Mark Lanegan “Straight songs of sorrow”: Accanto all’uscita del discusso memoir “Sing backwards and weep” arriva questo nuovo lavoro del (un tempo?) fulvocrinito cantante americano. Fermo restando che “Blues funeral” era un capolavoro di stile e “Gargoyle” gli andava appena sotto, con un 1-2 micidiale (“Goodbye to beauty”/”Drunk on destruction”), da lì in poi l’ispirazione è andata scemando anche per lui. Lasciando perdere “Imitations” che è un disco di cover e lo zoppicante “Phantom radio”, l’ondata elettronica che ha invaso i suoi lavori si è fatta quasi opprimente e sbilanciata nell’economia dei brani che via via stanno perdendo quell’opacità fumosa e distruttiva che li rendeva tanto affscinanti. Probabilmente sono anche io il problema, essendo legato alla sua produzione più datata e acustica, per cui soprattutto “Somebody’s knocking” ma anche questo “Straight songs of sorrow” mi risultano un tantino indigesti. Non sono brutti, ma hanno perso il magnetismo e almeno una fetta di magia dei precendenti e anche qui non mi hanno catturato al punto di entrare in un ciclo ripetuto e piacevole di ascolti. Dev’essere una costante del periodo, ma già la canzone di apertura mi sfianca dopo pochi minuti… Fate voi.

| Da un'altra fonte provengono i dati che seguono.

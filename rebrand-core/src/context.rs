use crate::classifier::{Exclusions, FileClassifier};
use crate::config::Config;
use crate::console::Console;
use crate::transaction::TransactionLog;
use crate::vcs::{GitMover, VcsMover};
use serde::{Deserialize, Serialize};
use std::fmt::Write;
use std::path::{Path, PathBuf};

/// Counters and messages accumulated over one run
#[derive(Debug, Clone, Default, PartialEq, Eq, Serialize, Deserialize)]
pub struct RebrandStats {
    pub files_modified: usize,
    pub files_renamed: usize,
    pub dirs_renamed: usize,
    pub replacements_made: usize,
    pub errors: Vec<String>,
    pub warnings: Vec<String>,
}

impl RebrandStats {
    pub fn add_error(&mut self, context: &str, error: &str) {
        self.errors.push(format!("{context}: {error}"));
    }

    pub fn add_warning(&mut self, context: &str, warning: &str) {
        self.warnings.push(format!("{context}: {warning}"));
    }

    pub fn has_errors(&self) -> bool {
        !self.errors.is_empty()
    }

    pub fn summary(&self) -> String {
        let mut output = String::new();
        writeln!(output, "Statistics:").unwrap();
        writeln!(output, "  Files modified: {}", self.files_modified).unwrap();
        writeln!(output, "  Files renamed: {}", self.files_renamed).unwrap();
        writeln!(output, "  Directories renamed: {}", self.dirs_renamed).unwrap();
        writeln!(output, "  Total replacements: {}", self.replacements_made).unwrap();
        if !self.warnings.is_empty() {
            writeln!(output, "  Warnings: {}", self.warnings.len()).unwrap();
        }
        if !self.errors.is_empty() {
            writeln!(output, "  Errors: {}", self.errors.len()).unwrap();
        }
        output
    }
}

/// Switches for one run
#[derive(Debug, Clone, PartialEq, Eq)]
pub struct RunOptions {
    /// Count and report, write nothing
    pub dry_run: bool,
    /// Try a version-control move before a plain rename
    pub use_git: bool,
    /// Transaction log location, relative to the root
    pub transaction_log: PathBuf,
}

impl Default for RunOptions {
    fn default() -> Self {
        Self {
            dry_run: false,
            use_git: true,
            transaction_log: PathBuf::from(crate::config::DEFAULT_TRANSACTION_LOG),
        }
    }
}

impl RunOptions {
    pub fn from_config(config: &Config) -> Self {
        Self {
            dry_run: false,
            use_git: config.defaults.use_git,
            transaction_log: PathBuf::from(&config.defaults.transaction_log),
        }
    }
}

/// Everything a phase needs: where to work, how to report, and the
/// run-wide state it accumulates into.
#[derive(Debug)]
pub struct RunContext {
    classifier: FileClassifier,
    options: RunOptions,
    console: Console,
    mover: Option<Box<dyn VcsMover>>,
    pub stats: RebrandStats,
    pub transactions: TransactionLog,
}

impl RunContext {
    pub fn new(
        root: impl Into<PathBuf>,
        exclusions: Exclusions,
        options: RunOptions,
        console: Console,
    ) -> Self {
        let root = root.into();
        let mover: Option<Box<dyn VcsMover>> = if options.use_git {
            Some(Box::new(GitMover::new(&root)))
        } else {
            None
        };
        let transactions = TransactionLog::new(root.join(&options.transaction_log));

        Self {
            classifier: FileClassifier::new(root, exclusions),
            options,
            console,
            mover,
            stats: RebrandStats::default(),
            transactions,
        }
    }

    /// Replace the version-control mover (None disables it).
    #[must_use]
    pub fn with_mover(mut self, mover: Option<Box<dyn VcsMover>>) -> Self {
        self.mover = mover;
        self
    }

    pub fn root(&self) -> &Path {
        self.classifier.root()
    }

    pub fn classifier(&self) -> &FileClassifier {
        &self.classifier
    }

    pub fn console(&self) -> &Console {
        &self.console
    }

    pub fn options(&self) -> &RunOptions {
        &self.options
    }

    pub fn is_dry_run(&self) -> bool {
        self.options.dry_run
    }

    pub fn mover(&self) -> Option<&dyn VcsMover> {
        self.mover.as_deref()
    }

    /// Root-relative display form of a path
    pub fn display(&self, path: &Path) -> String {
        self.classifier.relative(path).display().to_string()
    }

    pub fn log_error(&mut self, context: &str, message: &str) {
        tracing::error!(context, "{}", message);
        self.console.error(message);
        self.stats.add_error(context, message);
    }

    pub fn log_warning(&mut self, context: &str, message: &str) {
        tracing::warn!(context, "{}", message);
        self.console.warning(message);
        self.stats.add_warning(context, message);
    }
}

#[cfg(test)]
mod tests {
    use super::*;

    #[test]
    fn test_stats_messages_carry_context() {
        let mut stats = RebrandStats::default();
        stats.add_error("File Rename", "Failed to rename a.ts");
        stats.add_warning("Directory Rename", "fora renamed without git");

        assert!(stats.has_errors());
        assert_eq!(stats.errors, vec!["File Rename: Failed to rename a.ts"]);
        assert_eq!(
            stats.warnings,
            vec!["Directory Rename: fora renamed without git"]
        );
    }

    #[test]
    fn test_summary_lists_counters() {
        let stats = RebrandStats {
            files_modified: 3,
            files_renamed: 1,
            dirs_renamed: 2,
            replacements_made: 9,
            errors: vec![],
            warnings: vec!["General: careful".to_string()],
        };

        let summary = stats.summary();
        assert!(summary.contains("Files modified: 3"));
        assert!(summary.contains("Files renamed: 1"));
        assert!(summary.contains("Directories renamed: 2"));
        assert!(summary.contains("Total replacements: 9"));
        assert!(summary.contains("Warnings: 1"));
        assert!(!summary.contains("Errors:"));
    }

    #[test]
    fn test_context_without_git_has_no_mover() {
        let options = RunOptions {
            use_git: false,
            ..RunOptions::default()
        };
        let ctx = RunContext::new("/tmp/tree", Exclusions::default(), options, Console::silent());

        assert!(ctx.mover().is_none());
        assert_eq!(
            ctx.transactions.path(),
            Path::new("/tmp/tree/.rebrand-transaction.json")
        );
        assert_eq!(ctx.display(Path::new("/tmp/tree/src/a.ts")), "src/a.ts");
    }

    #[test]
    fn test_log_error_records_stats() {
        let mut ctx = RunContext::new(
            "/tmp/tree",
            Exclusions::default(),
            RunOptions::default(),
            Console::silent(),
        );
        ctx.log_error("Content Replace", "Failed to process src/a.ts");
        ctx.log_warning("File Rename", "a.ts renamed without git (history may be lost)");

        assert_eq!(ctx.stats.errors.len(), 1);
        assert_eq!(ctx.stats.warnings.len(), 1);
    }
}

Steve Von Till “No wilderness deep enough”: Dopo tre ascolti colpevoli di avermi tolto parte della fiducia nei rispettivi autori, arriva la certezza, solida come una roccia. Il cantante/ chitarrista dei Neurosis rilascia un altro disco solista e nemmeno questa volta è possibile muovergli una critica. L’unico limite di questo disco, se vogliamo chiamarlo così, è che risulta difficile essere dello stato d’animo adatto per ascoltarlo, perché è un disco che letteralmente ti scava dentro, ti svuota e ti lascia nudo di fronte a te stesso. Una visione che non tutti (io per primo) riescono a sopportare per tempi troppo lunghi. Steve è un autore autentico, profondo e sensibile, nonstante il suo gruppo madre abbia messo a dura prova l’udito di più di un fan con sperimentazioni pesantissime e a volte indigeste (confesso candidamente di non riuscire ad arrivare in forndo a “The world as law”, per esempio), quando si tratta dei sui dischi solisti il discorso cambia.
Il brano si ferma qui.